- Born: Sault Ste. Marie, Ontario, Canada
- Education: University of Toronto; University of Oxford; Western University (Ontario)
- Occupations: Neurologist, Physician, Professor
- Employer(s): Sunnybrook Health Sciences Centre; University of Toronto
- Known for: Research on Alzheimer's disease, vascular dementia, and stroke
- Awards: Order of Canada; Order of Ontario; Fellow of the Royal Society of Canada

= Sandra Black =

Canadian physician and neurologist

Sandra Elizabeth Black, is a Canadian physician and neurologist known for her work in "contributing to improved diagnosis and treatment of vascular dementia, Alzheimer's disease and stroke". She is currently a Senior scientist at Toronto's Sunnybrook Health Sciences Centre. She holds the Brill Chair in Neurology in the Department of Medicine at the University of Toronto.
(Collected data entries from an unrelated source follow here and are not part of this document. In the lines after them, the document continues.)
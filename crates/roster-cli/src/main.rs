use anyhow::{Context, Result};
use clap::{Args, Parser, Subcommand};
use roster_core::annotate::bundled_font;
use roster_core::{codec, Annotator, ModelRegistry};
use roster_store::{Database, ParticipantDetails};
use serde::Serialize;
use std::path::{Path, PathBuf};
use tracing_subscriber::EnvFilter;

mod config;
mod service;

use config::Config;
use service::{Identification, NewEvent, Pipeline, RegisterRequest, Service, ServiceError};

#[derive(Parser)]
#[command(name = "roster", about = "Face recognition attendance tracking", version)]
struct Cli {
    #[command(subcommand)]
    command: Commands,
}

#[derive(Subcommand)]
enum Commands {
    /// Identify every face in an image
    Identify {
        /// Image file to analyse
        image: PathBuf,
        /// Write the annotated image here instead of embedding it in the output
        #[arg(long)]
        annotated_out: Option<PathBuf>,
    },
    /// Register a participant from a photo with exactly one face
    Register {
        #[arg(short, long)]
        name: String,
        /// Photo of the participant
        #[arg(short, long)]
        image: PathBuf,
        #[command(flatten)]
        details: DetailArgs,
    },
    /// Register an unknown face reported by `identify`
    RegisterUnknown {
        #[arg(short, long)]
        name: String,
        /// Face id from the `unknown_faces` list
        #[arg(long)]
        face_id: String,
        /// The same image that was passed to `identify`
        #[arg(short, long)]
        image: PathBuf,
        #[command(flatten)]
        details: DetailArgs,
    },
    /// Mark attendance for a participant at an event
    Mark {
        #[arg(short, long)]
        name: String,
        #[arg(short, long)]
        event: String,
    },
    /// List registered participants
    Participants,
    /// Remove a participant, their embeddings and photo
    DeleteParticipant { name: String },
    /// Write a stored registration photo to a file
    Photo {
        id: String,
        #[arg(short, long)]
        out: PathBuf,
    },
    /// Manage events
    #[command(subcommand)]
    Event(EventCommand),
    /// Review attendance records
    #[command(subcommand)]
    Attendance(AttendanceCommand),
    /// Show database counts and loaded models
    Status,
}

#[derive(Subcommand)]
enum EventCommand {
    /// Create an event
    Create {
        #[arg(short, long)]
        name: String,
        /// Date, e.g. 2026-05-04
        #[arg(long)]
        date: String,
        /// Start time, e.g. 09:00
        #[arg(long)]
        time: String,
        #[arg(long)]
        location: String,
        #[arg(long, default_value = "")]
        faculty: String,
        #[arg(long, default_value = "")]
        faculty_id: String,
        #[arg(long, default_value = "")]
        period: String,
    },
    /// List events
    List,
    /// Delete an event
    Delete { name: String },
}

#[derive(Subcommand)]
enum AttendanceCommand {
    /// List attendance records, newest first
    List {
        #[arg(long)]
        event: Option<String>,
        /// Local calendar day, YYYY-MM-DD
        #[arg(long)]
        date: Option<String>,
    },
    /// Delete an attendance record by id
    Delete { id: String },
}

#[derive(Args, Default)]
struct DetailArgs {
    #[arg(long, default_value = "")]
    email: String,
    #[arg(long, default_value = "")]
    phone: String,
    #[arg(long = "class", default_value = "")]
    class: String,
    #[arg(long, default_value = "")]
    program: String,
    #[arg(long, default_value = "")]
    program_code: String,
    #[arg(long, default_value = "")]
    course: String,
    #[arg(long, default_value = "")]
    course_code: String,
    #[arg(long, default_value = "")]
    faculty: String,
    #[arg(long, default_value = "")]
    faculty_id: String,
    #[arg(long, default_value = "")]
    period: String,
    #[arg(long)]
    attendance_percentage: Option<String>,
}

impl From<DetailArgs> for ParticipantDetails {
    fn from(a: DetailArgs) -> Self {
        Self {
            email: a.email,
            phone: a.phone,
            class: a.class,
            program: a.program,
            program_code: a.program_code,
            course: a.course,
            course_code: a.course_code,
            faculty: a.faculty,
            faculty_id: a.faculty_id,
            period: a.period,
            attendance_percentage: a.attendance_percentage,
        }
    }
}

#[derive(Serialize)]
struct Message {
    status: &'static str,
    message: String,
}

impl Message {
    fn success(message: String) -> Self {
        Self { status: "success", message }
    }
}

impl Commands {
    fn needs_models(&self) -> bool {
        matches!(
            self,
            Commands::Identify { .. } | Commands::Register { .. } | Commands::RegisterUnknown { .. } | Commands::Status
        )
    }
}

fn main() -> Result<()> {
    tracing_subscriber::fmt()
        .with_env_filter(EnvFilter::from_default_env())
        .with_writer(std::io::stderr)
        .init();

    let cli = Cli::parse();
    let config = Config::load().context("loading configuration")?;

    let db = Database::open(&config.db_path)
        .with_context(|| format!("opening database {}", config.db_path.display()))?;
    let pipeline = if cli.command.needs_models() {
        load_pipeline(&config)
    } else {
        None
    };
    let mut service = Service::new(db, pipeline);

    match run(&mut service, cli.command) {
        Ok(()) => Ok(()),
        Err(e) => match e.downcast_ref::<ServiceError>() {
            Some(err) => {
                if err.is_client_error() {
                    tracing::debug!(error = %err, "request rejected");
                } else {
                    tracing::error!(error = %err, "request failed");
                }
                print_json(&serde_json::json!({ "error": err.to_string() }))?;
                std::process::exit(err.exit_code());
            }
            None => Err(e),
        },
    }
}

fn load_pipeline(config: &Config) -> Option<Pipeline> {
    match ModelRegistry::load(&config.registry_settings()) {
        Ok(registry) => Some(Pipeline {
            registry,
            annotator: Annotator::new(config.load_font().or_else(bundled_font)),
        }),
        Err(e) => {
            tracing::warn!(error = %e, model_dir = %config.model_dir.display(), "face models unavailable");
            None
        }
    }
}

fn run(service: &mut Service, command: Commands) -> Result<()> {
    match command {
        Commands::Identify { image, annotated_out } => {
            let payload = read_image(&image)?;
            let mut report = service.identify(&payload)?;
            if let (Some(out), Identification::Success { annotated_image, .. }) = (&annotated_out, &mut report) {
                let (_, bytes) = codec::payload_bytes(annotated_image)?;
                std::fs::write(out, bytes).with_context(|| format!("writing {}", out.display()))?;
                *annotated_image = out.display().to_string();
            }
            print_json(&report)
        }
        Commands::Register { name, image, details } => {
            let request = RegisterRequest {
                name,
                image: read_image(&image)?,
                details: details.into(),
            };
            print_json(&service.register(request)?)
        }
        Commands::RegisterUnknown {
            name,
            face_id,
            image,
            details,
        } => {
            let request = RegisterRequest {
                name,
                image: read_image(&image)?,
                details: details.into(),
            };
            print_json(&service.register_unknown(request, &face_id)?)
        }
        Commands::Mark { name, event } => print_json(&service.mark_attendance(&name, &event)?),
        Commands::Participants => {
            let participants = service.participants()?;
            print_json(&serde_json::json!({
                "status": "success",
                "count": participants.len(),
                "participants": participants,
            }))
        }
        Commands::DeleteParticipant { name } => print_json(&Message::success(service.delete_participant(&name)?)),
        Commands::Photo { id, out } => {
            let photo = service.photo(&id)?;
            std::fs::write(&out, &photo.data).with_context(|| format!("writing {}", out.display()))?;
            print_json(&serde_json::json!({
                "status": "success",
                "path": out.display().to_string(),
                "content_type": photo.content_type,
                "bytes": photo.data.len(),
            }))
        }
        Commands::Event(cmd) => match cmd {
            EventCommand::Create {
                name,
                date,
                time,
                location,
                faculty,
                faculty_id,
                period,
            } => {
                let message = service.create_event(NewEvent {
                    name,
                    date,
                    time,
                    location,
                    faculty,
                    faculty_id,
                    period,
                })?;
                print_json(&Message::success(message))
            }
            EventCommand::List => print_json(&serde_json::json!({
                "status": "success",
                "events": service.events()?,
            })),
            EventCommand::Delete { name } => print_json(&Message::success(service.delete_event(&name)?)),
        },
        Commands::Attendance(cmd) => match cmd {
            AttendanceCommand::List { event, date } => {
                let records = service.attendance(event.as_deref(), date.as_deref())?;
                print_json(&serde_json::json!({
                    "status": "success",
                    "count": records.len(),
                    "attendance": records,
                }))
            }
            AttendanceCommand::Delete { id } => print_json(&Message::success(service.delete_attendance(&id)?)),
        },
        Commands::Status => print_json(&service.status()?),
    }
}

/// Read an image file and wrap it as a data URI.
fn read_image(path: &Path) -> Result<String> {
    let bytes = std::fs::read(path).with_context(|| format!("reading {}", path.display()))?;
    codec::to_data_uri(&bytes).map_err(|e| ServiceError::Input(e.to_string()).into())
}

fn print_json<T: Serialize>(value: &T) -> Result<()> {
    println!("{}", serde_json::to_string_pretty(value)?);
    Ok(())
}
== Early life and education ==
The daughter of Harriet (Peterson) Black, CM, co-founder of the Algoma Fall Festival, and Thomas Black, an obstetrician and gynecologist, Black was raised in Sault Ste. Marie, Ontario. Black received a Bachelor of Science degree in biological and medical sciences in 1969 from the University of Toronto. She received a Master of Arts degree in history and philosophy of science from Oxford University in 1970. She received her Medical Doctorate (MD) in 1978 from University of Toronto and a Fellowship in cognitive neurology in 1984 from the University of Western Ontario.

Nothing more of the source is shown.